Annual operating costs for the container shipping industry rose in 2011 compared to the preceding year, propelled largely by greater crew spending, according to the latest findings of a London-based shipping consultancy.

Moore Stephens’ new “OpCost 2012” report said that operating costs for container ships inched up by 3.1 percent, or 5 index points, in 2011 from a year ago. In 2010, Stephens reported a rise of 3 points for the sector.

Crew costs accounted for the bulk of the increase, with spending on labor rising 3.4 percent on average year-on-year (as opposed to 2.9 percent in 2010). Smaller vessels—those with a capacity of up to 1,000 20-foot-equivalent units (TEUs)—paid 3.9 percent more than they did last year.

“OpCost 2012 contains both good and bad news for the shipping industry. The bad news is that costs continue to rise. The good news is that costs are not rising as fast, or as steeply, as they were three or four years ago, and are in fact pretty much in line with predictions,” said Moore Stephens partner Richard Greiner.

“Once again, it was an increase in crew costs which was the headline figure for the industry in 2011… But while crew costs remain the single biggest contributor to higher operating costs, they are still modest in comparison to some of the hefty increases posted in earlier years. Investing in good people is a must for the shipping industry, and will justify the price tag in the long term.”

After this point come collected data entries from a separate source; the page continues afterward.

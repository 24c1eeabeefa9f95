//! Complete Recharge Handler
//!
//! Resolves a Pending recharge to Completed or Failed from a provider
//! signal, crediting the wallet in the same transaction on completion.
//! Duplicate and racing signals are absorbed: the version guard on the
//! recharge row decides the winner, losers re-read and report a no-op.

use std::time::Duration;

use rand::Rng;
use rust_decimal::Decimal;
use sqlx::PgPool;

use crate::aggregate::{Aggregate, RechargeStatus, TransactionSource, WalletRecharge};
use crate::error::AppError;
use crate::store::{RechargeStore, UnitOfWork, WalletStore};

use super::{CompleteRechargeCommand, CompleteRechargeResult};

/// Attempts before a persistent version conflict is surfaced to the caller
const MAX_RETRIES: u32 = 3;

// =========================================================================
// CompleteRechargeHandler
// =========================================================================

/// Handler for resolving recharges from webhooks and integration events
pub struct CompleteRechargeHandler {
    wallets: WalletStore,
    recharges: RechargeStore,
    pool: PgPool,
}

impl CompleteRechargeHandler {
    pub fn new(pool: PgPool) -> Self {
        Self {
            wallets: WalletStore::new(pool.clone()),
            recharges: RechargeStore::new(pool.clone()),
            pool,
        }
    }

    /// Execute the complete-recharge command
    pub async fn execute(
        &self,
        command: CompleteRechargeCommand,
    ) -> Result<CompleteRechargeResult, AppError> {
        let mut attempt: u32 = 0;
        loop {
            if let Some(result) = self.try_resolve(&command).await? {
                return Ok(result);
            }

            attempt += 1;
            if attempt >= MAX_RETRIES {
                return Err(AppError::VersionConflict);
            }
            // Short randomized pause before re-reading the contested row
            let jitter: u64 = rand::thread_rng().gen_range(0..25);
            tokio::time::sleep(Duration::from_millis(50 * u64::from(attempt) + jitter)).await;
        }
    }

    /// One resolution attempt. `None` means the version guard lost a race
    /// and the caller should re-read and try again.
    async fn try_resolve(
        &self,
        command: &CompleteRechargeCommand,
    ) -> Result<Option<CompleteRechargeResult>, AppError> {
        let Some(mut recharge) = self
            .recharges
            .get_by_provider_reference(&command.provider_reference_id)
            .await?
        else {
            tracing::info!(
                provider_reference_id = %command.provider_reference_id,
                "No recharge matches the provider reference, signal ignored"
            );
            return Ok(Some(CompleteRechargeResult {
                applied: false,
                recharge_id: None,
            }));
        };

        if recharge.status().is_terminal() {
            tracing::info!(
                recharge_id = %recharge.id(),
                status = %recharge.status(),
                "Recharge already resolved, duplicate signal ignored"
            );
            return Ok(Some(CompleteRechargeResult {
                applied: false,
                recharge_id: Some(recharge.id()),
            }));
        }

        let expected = recharge.version();
        let event = match command.outcome {
            RechargeStatus::Completed => {
                recharge.mark_completed(&command.provider_reference_id)?
            }
            RechargeStatus::Failed => recharge.mark_failed()?,
            RechargeStatus::Pending => {
                return Err(AppError::InvalidRequest(
                    "recharge outcome must be completed or failed".to_string(),
                ))
            }
        };

        let mut uow = UnitOfWork::begin(&self.pool).await?;
        let updated = self
            .recharges
            .update_with_version(uow.tx(), &recharge, expected)
            .await?;
        if !updated {
            // Another delivery resolved this recharge first
            uow.rollback().await?;
            return Ok(None);
        }
        uow.record(event);

        if command.outcome == RechargeStatus::Completed {
            self.credit_wallet(&mut uow, &recharge, command.amount)
                .await?;
        }

        uow.commit().await?;

        tracing::info!(
            recharge_id = %recharge.id(),
            wallet_id = %recharge.wallet_id(),
            outcome = %recharge.status(),
            "Recharge resolved"
        );

        Ok(Some(CompleteRechargeResult {
            applied: true,
            recharge_id: Some(recharge.id()),
        }))
    }

    /// Credit the recharge amount onto the wallet inside the open
    /// transaction. The stored amount is authoritative; a differing
    /// provider-reported amount is logged, not honored.
    async fn credit_wallet(
        &self,
        uow: &mut UnitOfWork,
        recharge: &WalletRecharge,
        reported: Option<Decimal>,
    ) -> Result<(), AppError> {
        if let Some(delivered) = reported {
            if delivered != recharge.amount().amount() {
                tracing::warn!(
                    recharge_id = %recharge.id(),
                    stored = %recharge.amount().amount(),
                    reported = %delivered,
                    "Provider-reported amount differs from stored recharge amount, crediting stored amount"
                );
            }
        }

        let mut wallet = self
            .wallets
            .lock(uow.tx(), recharge.wallet_id())
            .await?
            .ok_or_else(|| {
                AppError::Internal(format!(
                    "wallet {} missing for recharge {}",
                    recharge.wallet_id(),
                    recharge.id()
                ))
            })?;

        let (entry, credited) = wallet.credit(
            recharge.amount().clone(),
            TransactionSource::Recharge,
            recharge.id(),
        )?;
        self.wallets.update_balance(uow.tx(), &wallet).await?;
        self.wallets.append_ledger_entry(uow.tx(), &entry).await?;
        uow.record(credited);

        Ok(())
    }
}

Spending figures for repairs and maintenance also showed an uptrend, rising 3.7 percent on average. Box vessels up to 1,000 TEUs spent 3.2 percent more this year than a year ago, while those between 1,000 and 2,000 TEUs shelled out 1.5 percent more.

Meanwhile, expenditure figures in insurance were mixed. The larger box ships paid 0.7 percent less in 2011 year-over-year, smaller container ships paid 3.5 percent more.

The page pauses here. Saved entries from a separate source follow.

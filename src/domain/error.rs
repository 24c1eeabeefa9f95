//! Domain Error Types
//!
//! Pure domain errors that don't depend on infrastructure.

use thiserror::Error;

/// Domain-specific errors
///
/// These errors represent business rule violations and domain invariant failures.
/// They are independent of the web/infrastructure layer.
#[derive(Debug, Error, Clone, PartialEq)]
pub enum DomainError {
    /// Insufficient balance for debit operation
    #[error("Insufficient balance: required {required}, available {available}")]
    InsufficientBalance {
        required: rust_decimal::Decimal,
        available: rust_decimal::Decimal,
    },

    /// Wallet is deactivated and cannot move funds
    #[error("Wallet is not active")]
    WalletNotActive,

    /// Invalid amount (negative, wrong scale, or exceeds limit)
    #[error("Invalid amount: {0}")]
    InvalidAmount(String),

    /// Invalid identifier or reference passed to a domain operation
    #[error("Invalid reference: {0}")]
    InvalidReference(String),

    /// Operation not allowed in the current recharge status
    #[error("Recharge in status '{status}' cannot be {action}")]
    InvalidStateTransition { status: String, action: String },

    /// Provider reference on the notification does not match the recharge
    #[error("Provider reference mismatch: got '{provided}'")]
    ReferenceMismatch { provided: String },

    /// Currencies of the operands disagree
    #[error("Currency mismatch: {left} vs {right}")]
    CurrencyMismatch { left: String, right: String },

    /// Business rule violation
    #[error("Business rule violation: {0}")]
    BusinessRuleViolation(String),
}

impl DomainError {
    /// Create an insufficient balance error
    pub fn insufficient_balance(
        required: rust_decimal::Decimal,
        available: rust_decimal::Decimal,
    ) -> Self {
        Self::InsufficientBalance { required, available }
    }

    /// Create an invalid state transition error
    pub fn invalid_transition(status: impl Into<String>, action: impl Into<String>) -> Self {
        Self::InvalidStateTransition {
            status: status.into(),
            action: action.into(),
        }
    }

    /// Check if this is a client error (caller's fault)
    pub fn is_client_error(&self) -> bool {
        matches!(
            self,
            Self::InsufficientBalance { .. }
                | Self::WalletNotActive
                | Self::InvalidAmount(_)
                | Self::InvalidReference(_)
                | Self::CurrencyMismatch { .. }
                | Self::BusinessRuleViolation(_)
        )
    }

    /// Check if this is a conflict error (state moved underneath the caller)
    pub fn is_conflict_error(&self) -> bool {
        matches!(
            self,
            Self::InvalidStateTransition { .. } | Self::ReferenceMismatch { .. }
        )
    }
}

impl From<crate::domain::MoneyError> for DomainError {
    fn from(err: crate::domain::MoneyError) -> Self {
        match err {
            crate::domain::MoneyError::CurrencyMismatch { left, right } => {
                Self::CurrencyMismatch { left, right }
            }
            other => Self::InvalidAmount(other.to_string()),
        }
    }
}

#[cfg(test)]
mod tests {
    use super::*;
    use rust_decimal::Decimal;

    #[test]
    fn test_insufficient_balance_error() {
        let err = DomainError::insufficient_balance(
            Decimal::new(100, 0),
            Decimal::new(50, 0),
        );

        assert!(err.is_client_error());
        assert!(!err.is_conflict_error());
        assert!(err.to_string().contains("100"));
        assert!(err.to_string().contains("50"));
    }

    #[test]
    fn test_invalid_transition_error() {
        let err = DomainError::invalid_transition("completed", "completed again");

        assert!(!err.is_client_error());
        assert!(err.is_conflict_error());
        assert!(err.to_string().contains("completed"));
    }

    #[test]
    fn test_money_error_mapping() {
        let mismatch: DomainError = crate::domain::MoneyError::CurrencyMismatch {
            left: "EGP".to_string(),
            right: "USD".to_string(),
        }
        .into();
        assert!(matches!(mismatch, DomainError::CurrencyMismatch { .. }));

        let negative: DomainError =
            crate::domain::MoneyError::Negative(Decimal::new(-1, 0)).into();
        assert!(matches!(negative, DomainError::InvalidAmount(_)));
    }
}
#[tokio::test]
async fn test_recharge_rejects_unknown_provider() {
    let app = app_without_db();

    let req = Request::builder()
        .method("POST")
        .uri(format!("/wallets/{}/recharges", Uuid::new_v4()))
        .header("content-type", "application/json")
        .body(Body::from(
            json!({
                "amount": "100.00",
                "payment_provider": "bitcoin",
                "callback_url": "https://app.example.com/wallet/return"
            })
            .to_string(),
        ))
        .unwrap();
    let response = app.oneshot(req).await.unwrap();
    assert_eq!(response.status(), StatusCode::BAD_REQUEST);

    let json = body_json(response).await;
    assert_eq!(json["error_code"], "unsupported_provider");
}

#[tokio::test]
async fn test_recharge_rejects_missing_callback() {
    let app = app_without_db();

    let req = Request::builder()
        .method("POST")
        .uri(format!("/wallets/{}/recharges", Uuid::new_v4()))
        .header("content-type", "application/json")
        .body(Body::from(
            json!({
                "amount": "100.00",
                "payment_provider": "stripe",
                "callback_url": ""
            })
            .to_string(),
        ))
        .unwrap();
    let response = app.oneshot(req).await.unwrap();
    assert_eq!(response.status(), StatusCode::BAD_REQUEST);

    let json = body_json(response).await;
    assert_eq!(json["error_code"], "invalid_request");
}

#[tokio::test]
async fn test_purchase_rejects_nil_lecture() {
    let app = app_without_db();

    let req = Request::builder()
        .method("POST")
        .uri(format!("/lectures/{}/purchases/wallet", Uuid::nil()))
        .header("content-type", "application/json")
        .body(Body::from(
            json!({
                "wallet_id": Uuid::new_v4(),
                "student_id": Uuid::new_v4(),
                "amount": "10.00"
            })
            .to_string(),
        ))
        .unwrap();
    let response = app.oneshot(req).await.unwrap();
    assert_eq!(response.status(), StatusCode::BAD_REQUEST);

    let json = body_json(response).await;
    assert_eq!(json["error_code"], "invalid_request");
}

“The global economic outlook remains uncertain,” Greiner said. “Shipping will not welcome an increase in operating costs. But there should be some solace to be had from confirmation that the increases are more or less in line with predictions. In shipping, as elsewhere, it is easier in difficult times to plan for a probability than for an unexpected contingency. And better analysis and risk management makes an unexpected contingency less likely.”